I have .62 and .40 calibers. I don't have any .50 calibers. If you are trying to choose between 40 or 50, I would suggest the larger 50 cal. A nice balance of the two.


----------



## NaturalFork (Dec 7, 2012)

Most, if not all tournament shooters are shooting .40 cals. But I like the .50 cals myself.


----------



## squirrelslinger (Feb 2, 2014)

OK, so it requires less air.

-less movement, more accuracy.

 .50 it is.


----------



## NaturalFork (Dec 7, 2012)

squirrelslinger said:


> OK, so it requires less air.
> 
> -less movement, more accuracy.
> 
> .50 it is.


Get the CT .50 from targetzonesports. There is no better .50 cal I know of. Made in the USA.


----------



## Teach (Dec 30, 2013)

I would suggest to you that there is no really big difference in accuracy potential between those three calibers .40, .50 and .625. The reason for most target shooters using the smaller calibers is you can fit more darts into a smaller space without kicking out darts into the next lower scoring ring by deflection off each other. With BG's, accuracy is far more dependant on the shooters technique and consistency than any small advantage one might gain from one caliber to the next and would be extremely difficult to measure in "real world" use. IE not clamping the blowgun down in a vise so it doesn't move or using compressed air that has been pre measured by volume and pressure levels to produce repeatable shots. But rather taking a blow gun and shooting it by the shooter alone.
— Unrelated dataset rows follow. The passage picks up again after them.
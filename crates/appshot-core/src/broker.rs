use std::collections::HashMap;
use std::future::Future;
use std::sync::{Arc, Mutex, MutexGuard};
use std::time::Duration;

use tokio::time::Instant;
use uuid::Uuid;

use crate::error::AppError;
use crate::job::{Priority, QueueMessage};

/// A claimed message. It stays invisible to other consumers until acked,
/// rescheduled, or its visibility timeout lapses.
///
/// `(id, delivery_count)` identifies the lease: once the message is claimed
/// again, acks and reschedules carrying the older count are ignored.
#[derive(Debug, Clone, PartialEq)]
pub struct Delivery {
    pub id: Uuid,
    pub queue: String,
    pub message: QueueMessage,
    pub priority: Priority,
    /// How many times this message has been claimed, including this one.
    pub delivery_count: u32,
}

/// At-least-once message broker with priorities and delayed delivery.
pub trait MessageBroker: Send + Sync + Clone {
    /// Enqueue a message, visible after `delay`.
    fn publish(
        &self,
        queue: &str,
        message: &QueueMessage,
        priority: Priority,
        delay: Duration,
    ) -> impl Future<Output = Result<Uuid, AppError>> + Send;

    /// Claim the highest-priority visible message on `queue`.
    fn claim(
        &self,
        queue: &str,
        consumer: &str,
    ) -> impl Future<Output = Result<Option<Delivery>, AppError>> + Send;

    /// Remove a delivered message. Returns false if it is gone or its lease
    /// has passed to another consumer.
    fn ack(&self, delivery: &Delivery) -> impl Future<Output = Result<bool, AppError>> + Send;

    /// Atomically ack a delivery and make it visible again after `delay`
    /// with its `attempt` field updated. Same lease rule as `ack`.
    fn reschedule(
        &self,
        delivery: &Delivery,
        attempt: u32,
        delay: Duration,
    ) -> impl Future<Output = Result<bool, AppError>> + Send;

    /// Messages on `queue`, visible or not.
    fn depth(&self, queue: &str) -> impl Future<Output = Result<u64, AppError>> + Send;
}

/// Longest delay the in-memory broker will schedule.
const MAX_DELAY: Duration = Duration::from_secs(30 * 86_400);

fn visible_after(delay: Duration) -> Instant {
    Instant::now() + delay.min(MAX_DELAY)
}

#[derive(Debug)]
struct Slot {
    queue: String,
    message: QueueMessage,
    priority: Priority,
    visible_at: Instant,
    seq: u64,
    delivery_count: u32,
}

#[derive(Debug, Default)]
struct BrokerState {
    slots: HashMap<Uuid, Slot>,
    next_seq: u64,
}

/// In-process broker for single-node deployments and tests.
#[derive(Clone)]
pub struct MemoryBroker {
    state: Arc<Mutex<BrokerState>>,
    visibility_timeout: Duration,
}

impl MemoryBroker {
    pub fn new(visibility_timeout: Duration) -> Self {
        Self {
            state: Arc::new(Mutex::new(BrokerState::default())),
            visibility_timeout,
        }
    }

    fn lock_inner(&self) -> MutexGuard<'_, BrokerState> {
        self.state.lock().unwrap_or_else(|poisoned| {
            tracing::warn!("Recovered from poisoned broker mutex");
            poisoned.into_inner()
        })
    }
}

impl BrokerState {
    /// The slot behind `delivery`, if that lease is still the current one.
    fn leased(&mut self, delivery: &Delivery) -> Option<&mut Slot> {
        self.slots
            .get_mut(&delivery.id)
            .filter(|slot| slot.delivery_count == delivery.delivery_count)
    }
}

impl Default for MemoryBroker {
    fn default() -> Self {
        Self::new(Duration::from_secs(300))
    }
}

impl MessageBroker for MemoryBroker {
    async fn publish(
        &self,
        queue: &str,
        message: &QueueMessage,
        priority: Priority,
        delay: Duration,
    ) -> Result<Uuid, AppError> {
        let mut state = self.lock_inner();
        let id = Uuid::new_v4();
        let seq = state.next_seq;
        state.next_seq += 1;
        state.slots.insert(
            id,
            Slot {
                queue: queue.to_string(),
                message: message.clone(),
                priority,
                visible_at: visible_after(delay),
                seq,
                delivery_count: 0,
            },
        );
        Ok(id)
    }

    async fn claim(&self, queue: &str, consumer: &str) -> Result<Option<Delivery>, AppError> {
        let mut state = self.lock_inner();
        let now = Instant::now();
        let next = state
            .slots
            .iter()
            .filter(|(_, slot)| slot.queue == queue && slot.visible_at <= now)
            .min_by(|(_, a), (_, b)| {
                b.priority
                    .weight()
                    .cmp(&a.priority.weight())
                    .then(a.visible_at.cmp(&b.visible_at))
                    .then(a.seq.cmp(&b.seq))
            })
            .map(|(id, _)| *id);

        let Some(id) = next else {
            return Ok(None);
        };
        let Some(slot) = state.slots.get_mut(&id) else {
            return Ok(None);
        };
        slot.visible_at = visible_after(self.visibility_timeout);
        slot.delivery_count += 1;
        tracing::trace!(%queue, %consumer, delivery_id = %id, "Message claimed");

        Ok(Some(Delivery {
            id,
            queue: slot.queue.clone(),
            message: slot.message.clone(),
            priority: slot.priority,
            delivery_count: slot.delivery_count,
        }))
    }

    async fn ack(&self, delivery: &Delivery) -> Result<bool, AppError> {
        let mut state = self.lock_inner();
        if state.leased(delivery).is_none() {
            return Ok(false);
        }
        Ok(state.slots.remove(&delivery.id).is_some())
    }

    async fn reschedule(
        &self,
        delivery: &Delivery,
        attempt: u32,
        delay: Duration,
    ) -> Result<bool, AppError> {
        let mut state = self.lock_inner();
        match state.leased(delivery) {
            Some(slot) => {
                slot.message.attempt = attempt;
                slot.visible_at = visible_after(delay);
                Ok(true)
            }
            None => Ok(false),
        }
    }

    async fn depth(&self, queue: &str) -> Result<u64, AppError> {
        let state = self.lock_inner();
        Ok(state.slots.values().filter(|s| s.queue == queue).count() as u64)
    }
}

#[cfg(test)]
mod tests {
    use super::*;
    use crate::job::Store;

    fn message(app_id: &str) -> QueueMessage {
        QueueMessage {
            job_id: Uuid::new_v4(),
            app_id: app_id.to_string(),
            store: Store::PlayStore,
            attempt: 0,
            force_refresh: false,
        }
    }

    #[tokio::test]
    async fn test_claim_respects_priority_then_fifo() {
        let broker = MemoryBroker::default();
        broker
            .publish("q", &message("com.a.batch"), Priority::Batch, Duration::ZERO)
            .await
            .unwrap();
        broker
            .publish("q", &message("com.a.first"), Priority::Interactive, Duration::ZERO)
            .await
            .unwrap();
        broker
            .publish("q", &message("com.a.second"), Priority::Interactive, Duration::ZERO)
            .await
            .unwrap();

        let order: Vec<String> = {
            let mut out = Vec::new();
            while let Some(d) = broker.claim("q", "w1").await.unwrap() {
                out.push(d.message.app_id.clone());
                broker.ack(&d).await.unwrap();
            }
            out
        };
        assert_eq!(order, ["com.a.first", "com.a.second", "com.a.batch"]);
    }

    #[tokio::test]
    async fn test_queues_are_isolated() {
        let broker = MemoryBroker::default();
        broker
            .publish("playstore", &message("com.a.b"), Priority::Interactive, Duration::ZERO)
            .await
            .unwrap();
        assert!(broker.claim("appstore", "w1").await.unwrap().is_none());
        assert_eq!(broker.depth("playstore").await.unwrap(), 1);
        assert_eq!(broker.depth("appstore").await.unwrap(), 0);
    }

    #[tokio::test(start_paused = true)]
    async fn test_delayed_publish() {
        let broker = MemoryBroker::default();
        broker
            .publish("q", &message("com.a.b"), Priority::Interactive, Duration::from_secs(60))
            .await
            .unwrap();
        assert!(broker.claim("q", "w1").await.unwrap().is_none());

        tokio::time::advance(Duration::from_secs(61)).await;
        assert!(broker.claim("q", "w1").await.unwrap().is_some());
    }

    #[tokio::test(start_paused = true)]
    async fn test_unacked_message_is_redelivered() {
        let broker = MemoryBroker::new(Duration::from_secs(30));
        broker
            .publish("q", &message("com.a.b"), Priority::Interactive, Duration::ZERO)
            .await
            .unwrap();

        let first = broker.claim("q", "w1").await.unwrap().unwrap();
        assert!(broker.claim("q", "w2").await.unwrap().is_none());

        tokio::time::advance(Duration::from_secs(31)).await;
        let second = broker.claim("q", "w2").await.unwrap().unwrap();
        assert_eq!(second.id, first.id);
        assert_eq!(second.delivery_count, 2);
    }

    #[tokio::test(start_paused = true)]
    async fn test_reschedule_updates_attempt_and_delay() {
        let broker = MemoryBroker::default();
        broker
            .publish("q", &message("com.a.b"), Priority::Interactive, Duration::ZERO)
            .await
            .unwrap();
        let delivery = broker.claim("q", "w1").await.unwrap().unwrap();

        assert!(broker
            .reschedule(&delivery, 1, Duration::from_secs(60))
            .await
            .unwrap());
        assert!(broker.claim("q", "w1").await.unwrap().is_none());

        tokio::time::advance(Duration::from_secs(60)).await;
        let redelivered = broker.claim("q", "w1").await.unwrap().unwrap();
        assert_eq!(redelivered.message.attempt, 1);

        assert!(broker.ack(&redelivered).await.unwrap());
        assert!(!broker.ack(&redelivered).await.unwrap());
        assert_eq!(broker.depth("q").await.unwrap(), 0);
    }

    #[tokio::test(start_paused = true)]
    async fn test_expired_lease_cannot_ack_or_reschedule() {
        let broker = MemoryBroker::new(Duration::from_secs(30));
        broker
            .publish("q", &message("com.a.b"), Priority::Interactive, Duration::ZERO)
            .await
            .unwrap();
        let stale = broker.claim("q", "w1").await.unwrap().unwrap();
        tokio::time::advance(Duration::from_secs(31)).await;
        let current = broker.claim("q", "w2").await.unwrap().unwrap();

        assert!(!broker.reschedule(&stale, 1, Duration::ZERO).await.unwrap());
        assert!(!broker.ack(&stale).await.unwrap());
        assert_eq!(broker.depth("q").await.unwrap(), 1);

        assert!(broker.ack(&current).await.unwrap());
        assert_eq!(broker.depth("q").await.unwrap(), 0);
    }

    #[tokio::test(start_paused = true)]
    async fn test_huge_delay_is_clamped() {
        let broker = MemoryBroker::default();
        broker
            .publish("q", &message("com.a.b"), Priority::Interactive, Duration::MAX)
            .await
            .unwrap();
        assert!(broker.claim("q", "w1").await.unwrap().is_none());
        assert_eq!(broker.depth("q").await.unwrap(), 1);
    }
}
use std::time::Duration;

use thiserror::Error;
use uuid::Uuid;

use crate::job::JobStatus;

/// Application-wide error types for Appshot.
#[derive(Error, Debug)]
pub enum AppError {
    /// Malformed `app_id` or `store` in a submission.
    #[error("Validation error: {0}")]
    ValidationError(String),

    /// Admission denied by the tier rate limit.
    #[error("Quota exceeded, retry after {} seconds", retry_after_secs(.retry_after))]
    QuotaExceeded { retry_after: Duration },

    /// The account's decrementing balance is used up.
    #[error("Account quota exhausted for client '{0}'")]
    QuotaExhausted(String),

    /// The caller's tier may not use this operation.
    #[error("Tier '{tier}' is not allowed to use {operation}")]
    TierForbidden { tier: String, operation: String },

    #[error("Job not found: {0}")]
    NotFound(Uuid),

    /// A job transition that the lifecycle graph does not allow.
    #[error("Illegal transition for job {job_id}: {from} -> {to}")]
    StateConflict {
        job_id: Uuid,
        from: JobStatus,
        to: JobStatus,
    },

    /// A new attempt was requested for a job that already used all of them.
    #[error("Job {job_id} has used all {max_attempts} attempts")]
    AttemptsExhausted { job_id: Uuid, max_attempts: u32 },

    /// Scraper failure worth retrying (network, timeout, throttling).
    #[error("Transient scrape error: {0}")]
    TransientScrapeError(String),

    /// Scraper failure that will not go away on retry.
    #[error("Permanent scrape error: {0}")]
    PermanentScrapeError(String),

    /// Scrape call exceeded the per-task timeout.
    #[error("Scrape timed out after {0} seconds")]
    Timeout(u64),

    /// Cache backend unreachable or misbehaving.
    #[error("Cache unavailable: {0}")]
    CacheUnavailable(String),

    /// Message broker unreachable; submissions cannot proceed.
    #[error("Broker unavailable: {0}")]
    BrokerUnavailable(String),

    #[error("Database error: {0}")]
    DatabaseError(String),

    #[error("Serialization error: {0}")]
    SerializationError(#[from] serde_json::Error),

    #[error("Configuration error: {0}")]
    ConfigError(String),
}

fn retry_after_secs(retry_after: &Duration) -> u64 {
    // Round up so a caller never retries before the window resets.
    let secs = retry_after.as_secs();
    if retry_after.subsec_nanos() > 0 {
        secs + 1
    } else {
        secs
    }
}

impl AppError {
    /// Returns true if this error is transient and worth retrying.
    pub fn is_retryable(&self) -> bool {
        matches!(
            self,
            AppError::TransientScrapeError(_)
                | AppError::Timeout(_)
                | AppError::BrokerUnavailable(_)
                | AppError::DatabaseError(_)
        )
    }

    /// Returns true for errors the caller caused (and can fix), as opposed
    /// to infrastructure failures.
    pub fn is_client_error(&self) -> bool {
        matches!(
            self,
            AppError::ValidationError(_)
                | AppError::QuotaExceeded { .. }
                | AppError::QuotaExhausted(_)
                | AppError::TierForbidden { .. }
                | AppError::NotFound(_)
        )
    }

    /// Seconds a caller should wait before retrying, when the error carries one.
    pub fn retry_after_secs(&self) -> Option<u64> {
        match self {
            AppError::QuotaExceeded { retry_after } => Some(retry_after_secs(retry_after)),
            _ => None,
        }
    }
}
use appshot_core::{AppError, Store};
use scraper::{Html, Selector};
use url::Url;

/// CSS selectors and attributes that locate screenshots on a store page.
#[derive(Debug, Clone)]
pub struct StoreSelectors {
    images: Selector,
    /// Attributes checked in order; the first non-empty one wins.
    attributes: &'static [&'static str],
}

impl StoreSelectors {
    pub fn for_store(store: Store) -> Result<Self, AppError> {
        let (css, attributes): (&str, &'static [&'static str]) = match store {
            Store::PlayStore => (
                "img[data-screenshot-url], img.UCccjd, div[data-screenshot-item-index] img",
                &["data-screenshot-url", "src"],
            ),
            Store::AppStore => (
                "div.we-screenshot-group img, figure.screenshots img, \
                 picture.we-artwork--screenshot-platform-iphone img",
                &["data-src", "src"],
            ),
        };
        let images = Selector::parse(css)
            .map_err(|e| AppError::ConfigError(format!("Invalid {store} selector: {e}")))?;
        Ok(Self { images, attributes })
    }
}

/// Pull absolute screenshot URLs out of a store page, in page order and
/// without duplicates.
pub fn extract_screenshot_urls(html: &str, page_url: &Url, selectors: &StoreSelectors) -> Vec<String> {
    let document = Html::parse_document(html);
    let mut urls: Vec<String> = Vec::new();

    for element in document.select(&selectors.images) {
        let Some(raw) = selectors
            .attributes
            .iter()
            .filter_map(|attr| element.value().attr(attr))
            .map(str::trim)
            .find(|v| !v.is_empty())
        else {
            continue;
        };
        if raw.starts_with("data:") {
            continue;
        }
        // Handles protocol-relative ("//host/x.png") and relative paths.
        let Ok(resolved) = page_url.join(raw) else {
            tracing::debug!(src = %raw, "Skipping unparseable screenshot URL");
            continue;
        };
        if !matches!(resolved.scheme(), "http" | "https") {
            continue;
        }
        let resolved = resolved.to_string();
        if !urls.contains(&resolved) {
            urls.push(resolved);
        }
    }

    urls
}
.40 cal takes a lot more pressure to push a dart out at speed than .50 cal. and .50 cal takes a lot more pressure than .625. but above .625 cal a lot of people don't have the lung capacity to continue to push that dart all the way through the bore before running out of air and in affect the dart actually starts to slow down before leaving the bore when that happens.

My very first BG was a .40 cal and now it just hangs on a wall and never gets used. 40 cal really isn't much good for anything other than punching holes in paper or insects.

The .50 cal and .625 are fully capable of target shooting accuracy but they also have the added advantage of being able to take small game with the .625 being the best choice for the latter. The .50 and .625 will do everything the .40 cal will. But the .625 is hands down the better choice of these three calibers for taking game.

There are a lot of fellas talking with high praise for the relatively new.55 cal. I've not had the opportunity to shoot a .55 cal but will build one and give it a go.

I won't make a recommendation for the .40 cal as I don't like it and won't use this caliber if I can use something larger. But in the .50 cal the Close Tolerance are hands down the best and the same goes for the .625 from Cold Steel if you are looking to buy a factory made unit.


----------



## Gigmaster (Feb 28, 2013)

If you're gonna be serious about blowguns, the only one to get is the Cold Steel .625 Magnum (or the Magnum Pro). All the rest are just toys.

Also, don't get one shorter than 5 feet long. Any less, and they really have no power or range at all.

I have a .40 cal that I target shoot with. Both my 40, and my .625 are 7' long. The .40 cal just doesn't have enough power to do anything other punch holes in light targets. It's too small to do enough instant damage to drop an animal in it's tracks (I only do humane instant kills....). Unless you have emphysema, you won't have any trouble supplying enough air for a .625. Anyone with average, or close to it, breath can shoot a .625 very well. I am 55, overweight, and diabetic, and I shoot at 20-30 yards all the time, with 2-1/2" groups.

The thing is, with a .625, you can shoot targets with it forever, but if you ever decide to hunt or fish, you've got the right tool. If you get a .40, or .50 cal, then later decide to hunt or fish, you'll have to buy another blowgun, and new darts. And they shoot way different, so you will need a lot of practice to get used to the .625 before hunting with it. And, if you decide you don't like blowguns, the .625 has a much higher resale value, and you can get most of your money back. .40 and .50 cal blowguns have hardly any resale value at all. You can buy them at flea markets for $5.00.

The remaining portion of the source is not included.